High value: raid attackers
- Pokémon you will power up and use repeatedly
- Shadow versions are usually not tradeable, but strong normal versions can still be huge value—especially as Lucky Pokémon
High value: Master League projects
- Expensive builds where Lucky Stardust savings matter a lot
- Pokémon where near-perfect IVs are preferred
High value: rare forms and Pokédex gaps
- Regionals, Unown entries, costume Pokédex entries, and special forms you truly care about
High value: distance bank Pokémon
- Anything caught far away that fuels candy/XL trades later
Medium value: shiny duplicates
If you have multiple, trading extras can be great—especially with Lucky Friends. But don’t overpay Stardust for shinies you don’t actually want.
Low value: common filler
Common spawns are better transferred than traded unless you’re doing bulk mirror trades for a specific purpose.
Best Times to Trade
After a featured spawn window
You’ll have lots of duplicates, which makes mirror trading powerful.
When you’re sitting on too many duplicates
Instead of transferring for minimal candy, trade first to reroll IVs and gain trade candy.
Before you invest Stardust
If you plan to power something up, trade first (especially if you can aim for Lucky). Don’t power up an “okay” version if you can reroll a better one cheaply.
During trade bonus events
Some events add trade perks (extra candy, extra special trades, extended distances). When those happen, it’s the best time to do your biggest trade sessions.
Trading Checklist (Use This Before You Confirm)
Confirm these six things
- Is it a special trade? If yes, is it worth your premium slot?
- Is the Stardust cost acceptable? If not, wait for higher friendship.
- Are you okay with IV reroll? If not, don’t trade it.
- Is this Pokémon tradable? Mythicals and previously traded Pokémon usually aren’t.
- Do you have enough storage space? Trade sessions can fill storage fast.
- Are you trading safely? Don’t risk safety for a trade.
BoostRoom: Trade Smarter, Get Better Pokémon Faster
If you want trading to feel like a power tool (not a confusing menu), BoostRoom can help you turn trades into a simple plan.
How BoostRoom helps your trading results
- Personal trade priority lists: what to special trade vs what to bulk trade based on your goals
- Lucky planning: how to use Lucky Friends and Lucky trades on the highest-impact targets
- Candy/XL strategy: building a distance bank and using trade sessions to fuel real upgrades
- PvP-safe advice: avoiding the “Lucky ruined my Great League IVs” trap
- Resource protection: minimizing Stardust waste by timing friendship discounts and planning daily limits
If you want better teams faster—and fewer “I shouldn’t have traded that” regrets—BoostRoom turns trading into a repeatable system.
FAQ
How close do you need to be to trade in person?
In-person trades require you to be physically near your friend.

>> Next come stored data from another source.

use anyhow::Context;
use clap::{Parser, ValueEnum};
use crcatalog::{build_catalog, CatalogConfig, CatalogError, DownloadErrorPolicy};
use std::io::IsTerminal;
use std::path::PathBuf;
use std::process::ExitCode;
use tracing::{error, info};

#[derive(Parser, Debug)]
#[command(name = "crcatalog")]
#[command(about = "Download resources listed in list.txt manifests and catalog their CRC32", long_about = None)]
#[command(version)]
struct Args {
    /// Directory to search for manifests
    #[arg(default_value = ".")]
    root: PathBuf,

    /// Catalog output file
    #[arg(short, long, default_value = crcatalog::CATALOG_FILE_NAME)]
    output: PathBuf,

    /// Manifest file name to look for
    #[arg(long, default_value = crcatalog::MANIFEST_FILE_NAME)]
    manifest_name: String,

    /// Directory for temporary downloads
    #[arg(long, default_value = ".")]
    temp_dir: PathBuf,

    /// What to do when a download fails
    #[arg(long, value_enum, default_value_t = OnDownloadError::Abort)]
    on_download_error: OnDownloadError,

    /// Write a JSON run summary to this file
    #[arg(long)]
    summary: Option<PathBuf>,

    /// Verbose logging
    #[arg(short, long)]
    verbose: bool,
}

#[derive(ValueEnum, Clone, Copy, Debug)]
enum OnDownloadError {
    /// Stop everything; no catalog is written
    Abort,
    /// Skip the rest of the affected manifest
    SkipManifest,
    /// Skip only the affected row
    Continue,
}

impl From<OnDownloadError> for DownloadErrorPolicy {
    fn from(value: OnDownloadError) -> Self {
        match value {
            OnDownloadError::Abort => DownloadErrorPolicy::Abort,
            OnDownloadError::SkipManifest => DownloadErrorPolicy::SkipManifest,
            OnDownloadError::Continue => DownloadErrorPolicy::Continue,
        }
    }
}

#[tokio::main]
async fn main() -> anyhow::Result<ExitCode> {
    let args = Args::parse();

    // Initialize tracing
    let log_level = if args.verbose { "debug" } else { "info" };
    tracing_subscriber::fmt()
        .with_env_filter(format!("crcatalog={}", log_level))
        .init();

    let config = CatalogConfig {
        root: args.root,
        manifest_name: args.manifest_name,
        output: args.output,
        temp_dir: args.temp_dir,
        on_download_error: args.on_download_error.into(),
        show_progress: std::io::stderr().is_terminal(),
    };

    info!("Searching {} for {} manifests", config.root.display(), config.manifest_name);

    let report = match build_catalog(&config).await {
        Ok(report) => report,
        Err(CatalogError::DownloadFailed(failure)) => {
            error!("+- Error: {} ({})", failure.reason, failure.url);
            error!("+- Error: A file download failed. Exiting program.");
            return Ok(ExitCode::FAILURE);
        }
        Err(e) => {
            return Err(e).with_context(|| format!("failed to build {}", config.output.display()))
        }
    };

    if let Some(summary) = args.summary {
        report
            .write_json(&summary)
            .with_context(|| format!("failed to write summary {}", summary.display()))?;
        info!("Wrote run summary to {}", summary.display());
    }

    info!(
        "+ Catalogued {} entries from {} manifest(s) ({} malformed line(s) skipped)",
        report.entries.len(),
        report.manifests,
        report.skipped_malformed
    );
    Ok(ExitCode::SUCCESS)
}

If you can’t see the Trade button become available, move closer and try again.
What is a special trade?
Special trades include new Pokédex entries, Legendary Pokémon, Shiny Pokémon, Ultra Beasts, and unregistered forms (like certain regionals, Unown entries, and costumes). Special trades cost more Stardust and are limited per day.

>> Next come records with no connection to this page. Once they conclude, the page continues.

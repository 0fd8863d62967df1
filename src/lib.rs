//! crcatalog - Catalog CRC32 checksums of resources listed in manifest files
//!
//! This library walks a directory tree for `list.txt` manifests, each holding
//! `name;url` lines, downloads every listed resource to a temporary file,
//! computes its CRC32 and writes the results to a single `catalog.txt`.
//!
//! # Features
//!
//! - **Streaming Checksums**: Files are hashed in 8 KiB chunks
//! - **Scoped Temp Files**: Every download gets its own temp file, removed on every exit path
//! - **Error Policies**: Abort on the first failed download, or skip and keep going
//! - **Atomic Output**: The catalog replaces the previous one in a single rename
//!
//! # Example
//!
//! ```no_run
//! use crcatalog::{build_catalog, CatalogConfig};
//!
//! # async fn example() -> Result<(), Box<dyn std::error::Error>> {
//! let config = CatalogConfig::default();
//! let report = build_catalog(&config).await?;
//! println!("catalogued {} entries", report.entries.len());
//! # Ok(())
//! # }
//! ```

pub mod catalog;
pub mod checksum;
pub mod download;
pub mod error;
pub mod manifest;
pub mod orchestrator;
pub mod remove;
pub mod types;

pub use catalog::{write_catalog, CATALOG_FILE_NAME};
pub use checksum::{crc32_file, format_checksum};
pub use error::CatalogError;
pub use manifest::MANIFEST_FILE_NAME;
pub use orchestrator::{build_catalog, process_directory};
pub use remove::RemoveOutcome;
pub use types::{
    CatalogConfig, CatalogEntry, DownloadErrorPolicy, DownloadFailure, ManifestRow,
    ProcessReport, RowOutcome,
};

How many special trades can I do per day?
Special trades are limited per day. Most of the time it’s one, but some events allow more. Always check in-game when an event is live.
What are Lucky Pokémon?
Lucky Pokémon are special trade results that cost half Stardust to power up and have a high minimum IV floor. Lucky Pokémon are great for expensive raid attackers and Master League projects.
What are Lucky Friends?
Lucky Friends is a temporary status that can happen after you become Best Friends with someone. When you’re Lucky Friends, your next trade with that person is guaranteed to be Lucky.
Do IVs change when trading?
Yes. IVs reroll every time you trade, which also changes CP and HP. Never trade something you need to keep “perfect.”
Can you trade Mythical Pokémon?
Most Mythical Pokémon can’t be traded. If the game won’t let you select it in the trade screen, it’s not tradable.
Can you trade Shadow Pokémon?
Shadow Pokémon can’t be traded in normal trades, and they are also restricted in remote trading.